Collapsin response mediator protein4 enhances the radiosensitivity of colon cancer cells through calcium‑mediated cell signaling.

Abstract

Radiation therapy is an effective treatment against various types of cancer, but some radiation-resistant cancer cells remain a major therapeutic obstacle; thus, understanding radiation resistance mechanisms is essential for cancer treatment. In this study, we established radiation-resistant colon cancer cell lines and examined the radiation-induced genetic changes associated with radiation resistance.
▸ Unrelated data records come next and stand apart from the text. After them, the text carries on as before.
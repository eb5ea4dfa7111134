//! IPROTO message types.
//!
//! Requests are framed as a msgpack `uint32` length followed by a header map
//! and a body map. Responses use the same layout; a response code with the
//! `0x8000` bit set carries an error message in the body.

use crate::error::TransportError;
use crate::query::WireValue;
use base64::{engine::general_purpose::STANDARD, Engine as _};
use rmpv::Value as MpValue;
use sha1::{Digest, Sha1};
use std::fmt;

/// Size of the server greeting in bytes.
pub const GREETING_SIZE: usize = 128;
/// Bytes of the length prefix: `0xce` marker and a big-endian `u32`.
pub const LENGTH_PREFIX_SIZE: usize = 5;
/// Largest response payload accepted from the server.
pub const MAX_FRAME_SIZE: usize = 64 * 1024 * 1024;
/// Bytes of salt used by the CHAP-SHA1 scramble.
pub const SCRAMBLE_SIZE: usize = 20;
/// Authentication method sent with AUTH requests.
pub const AUTH_METHOD: &str = "chap-sha1";

const ERROR_FLAG: u32 = 0x8000;

/// Header and body map keys.
pub mod keys {
    pub const REQUEST_TYPE: u8 = 0x00;
    pub const SYNC: u8 = 0x01;
    pub const STREAM_ID: u8 = 0x0a;
    pub const TUPLE: u8 = 0x21;
    pub const USER_NAME: u8 = 0x23;
    pub const OPTIONS: u8 = 0x2b;
    pub const DATA: u8 = 0x30;
    pub const ERROR_24: u8 = 0x31;
    pub const METADATA: u8 = 0x32;
    pub const SQL_TEXT: u8 = 0x40;
    pub const SQL_BIND: u8 = 0x41;
    pub const SQL_INFO: u8 = 0x42;
    pub const TIMEOUT: u8 = 0x56;
    pub const TXN_ISOLATION: u8 = 0x59;

    pub const FIELD_NAME: u8 = 0x00;
    pub const FIELD_TYPE: u8 = 0x01;

    pub const SQL_INFO_ROW_COUNT: u8 = 0x00;
    pub const SQL_INFO_AUTOINCREMENT_IDS: u8 = 0x01;
}

/// Request codes.
#[derive(Debug, Clone, Copy, PartialEq, Eq)]
#[repr(u8)]
pub enum RequestType {
    Auth = 7,
    Execute = 11,
    Begin = 14,
    Commit = 15,
    Rollback = 16,
    Ping = 64,
}

impl RequestType {
    pub fn code(self) -> u8 {
        self as u8
    }
}

/// Identifier of an engine-side interactive transaction.
#[derive(Debug, Clone, Copy, PartialEq, Eq, Hash)]
pub struct StreamId(pub u64);

impl fmt::Display for StreamId {
    fn fmt(&self, f: &mut fmt::Formatter<'_>) -> fmt::Result {
        write!(f, "{}", self.0)
    }
}

/// Transaction isolation level sent with BEGIN.
#[derive(Debug, Clone, Copy, PartialEq, Eq, Default)]
pub enum IsolationLevel {
    /// Engine default
    Default,
    ReadCommitted,
    ReadConfirmed,
    #[default]
    BestEffort,
}

impl IsolationLevel {
    /// Wire code of the level.
    pub fn code(self) -> u8 {
        match self {
            IsolationLevel::Default => 0,
            IsolationLevel::ReadCommitted => 1,
            IsolationLevel::ReadConfirmed => 2,
            IsolationLevel::BestEffort => 3,
        }
    }

    /// Parse a level name as used in connection strings.
    pub fn parse(value: &str) -> Option<Self> {
        match value.to_lowercase().as_str() {
            "default" => Some(IsolationLevel::Default),
            "read_committed" => Some(IsolationLevel::ReadCommitted),
            "read_confirmed" => Some(IsolationLevel::ReadConfirmed),
            "best_effort" => Some(IsolationLevel::BestEffort),
            _ => None,
        }
    }
}

/// Server greeting sent right after the socket opens.
#[derive(Debug, Clone, PartialEq, Eq)]
pub struct Greeting {
    /// First greeting line, e.g. `Tarantool 2.11.1 (Binary) <uuid>`
    pub version: String,
    /// Decoded authentication salt
    pub salt: Vec<u8>,
}

impl Greeting {
    /// Parse the 128-byte greeting.
    pub fn parse(data: &[u8]) -> Result<Self, TransportError> {
        if data.len() < GREETING_SIZE {
            return Err(TransportError::InvalidResponse(format!(
                "greeting is {} bytes, expected {}",
                data.len(),
                GREETING_SIZE
            )));
        }

        let version = String::from_utf8_lossy(&data[..64]).trim().to_string();
        if !version.starts_with("Tarantool") {
            return Err(TransportError::InvalidResponse(format!(
                "unexpected greeting '{}'",
                version
            )));
        }

        let salt_line = String::from_utf8_lossy(&data[64..GREETING_SIZE]);
        let encoded: String = salt_line.trim().chars().take(44).collect();
        let salt = STANDARD
            .decode(encoded.as_bytes())
            .map_err(|e| TransportError::InvalidResponse(format!("invalid salt: {}", e)))?;
        if salt.len() < SCRAMBLE_SIZE {
            return Err(TransportError::InvalidResponse(format!(
                "salt is {} bytes, expected at least {}",
                salt.len(),
                SCRAMBLE_SIZE
            )));
        }

        Ok(Self { version, salt })
    }
}

/// Information about an authenticated session.
#[derive(Debug, Clone, PartialEq, Eq)]
pub struct SessionInfo {
    /// Server greeting line
    pub server_version: String,
    /// Authenticated user
    pub username: String,
}

/// CHAP-SHA1 scramble: `sha1(password) XOR sha1(salt ++ sha1(sha1(password)))`.
pub fn scramble(salt: &[u8], password: &str) -> [u8; SCRAMBLE_SIZE] {
    let hash1 = Sha1::digest(password.as_bytes());
    let hash2 = Sha1::digest(hash1);

    let mut hasher = Sha1::new();
    hasher.update(&salt[..SCRAMBLE_SIZE.min(salt.len())]);
    hasher.update(hash2);
    let hash3 = hasher.finalize();

    let mut out = [0u8; SCRAMBLE_SIZE];
    for (i, byte) in out.iter_mut().enumerate() {
        *byte = hash1[i] ^ hash3[i];
    }
    out
}

/// Column description from response metadata.
#[derive(Debug, Clone, PartialEq, Eq)]
pub struct ColumnMetadata {
    pub field_name: String,
    /// Engine type name such as `integer` or `string`
    pub field_type: Option<String>,
}

impl ColumnMetadata {
    pub fn new(field_name: impl Into<String>, field_type: Option<&str>) -> Self {
        Self {
            field_name: field_name.into(),
            field_type: field_type.map(str::to_string),
        }
    }
}

/// SQL info block of a data-changing statement.
#[derive(Debug, Clone, PartialEq, Eq, Default)]
pub struct SqlInfo {
    pub row_count: u64,
    pub autoincrement_ids: Vec<i64>,
}

/// Decoded reply to an EXECUTE request.
#[derive(Debug, Clone, PartialEq, Default)]
pub struct ExecuteResponse {
    pub columns: Vec<ColumnMetadata>,
    pub tuples: Vec<Vec<MpValue>>,
    pub sql_info: Option<SqlInfo>,
    /// Error reported by the engine, `None` on success
    pub error: Option<String>,
}

impl ExecuteResponse {
    /// Response carrying only an engine error.
    pub fn engine_error(message: impl Into<String>) -> Self {
        Self {
            error: Some(message.into()),
            ..Self::default()
        }
    }
}

fn encode_err(e: impl fmt::Display) -> TransportError {
    TransportError::EncodeError(e.to_string())
}

fn write_value(buf: &mut Vec<u8>, value: &MpValue) -> Result<(), TransportError> {
    rmpv::encode::write_value(buf, value).map_err(encode_err)
}

/// A request ready to be framed.
#[derive(Debug, Clone, PartialEq)]
pub struct Request {
    pub request_type: RequestType,
    pub stream: Option<StreamId>,
    body: Vec<u8>,
}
Using RNA-sequencing analysis, collapsin response mediator protein 4 (CRMP4) was identified as the candidate gene associated with radiation sensitivity. When cells were exposed to radiation, intracellular Ca2+ influx, collapse of mitochondrial membrane potential, and cytochrome c release into the cytosol were increased, followed by apoptosis induction. Radiation treatment- or Ca2+ ionophore A23187-induced apoptosis was significantly inhibited in CRMP4-deficient cells, including radiation-resistant or CRMP4-shRNA cell lines. Furthermore, treatment of CRMP4-deficient cells with low levels (<5 µM) of BAPTA-AM, a Ca2+ chelator, resulted in radiation resistance. Conversely, Ca2+ deficiency induced by a high BAPTA-AM concentration (>10 µM) resulted in higher cell death in the CRMP4-depleted cells compared to CRMP4-expressing control cells. Our results suggest that CRMP4 plays an important role in Ca2+-mediated cell death pathways under radiation exposure and that CRMP4 may be a therapeutical target for colon cancer treatment.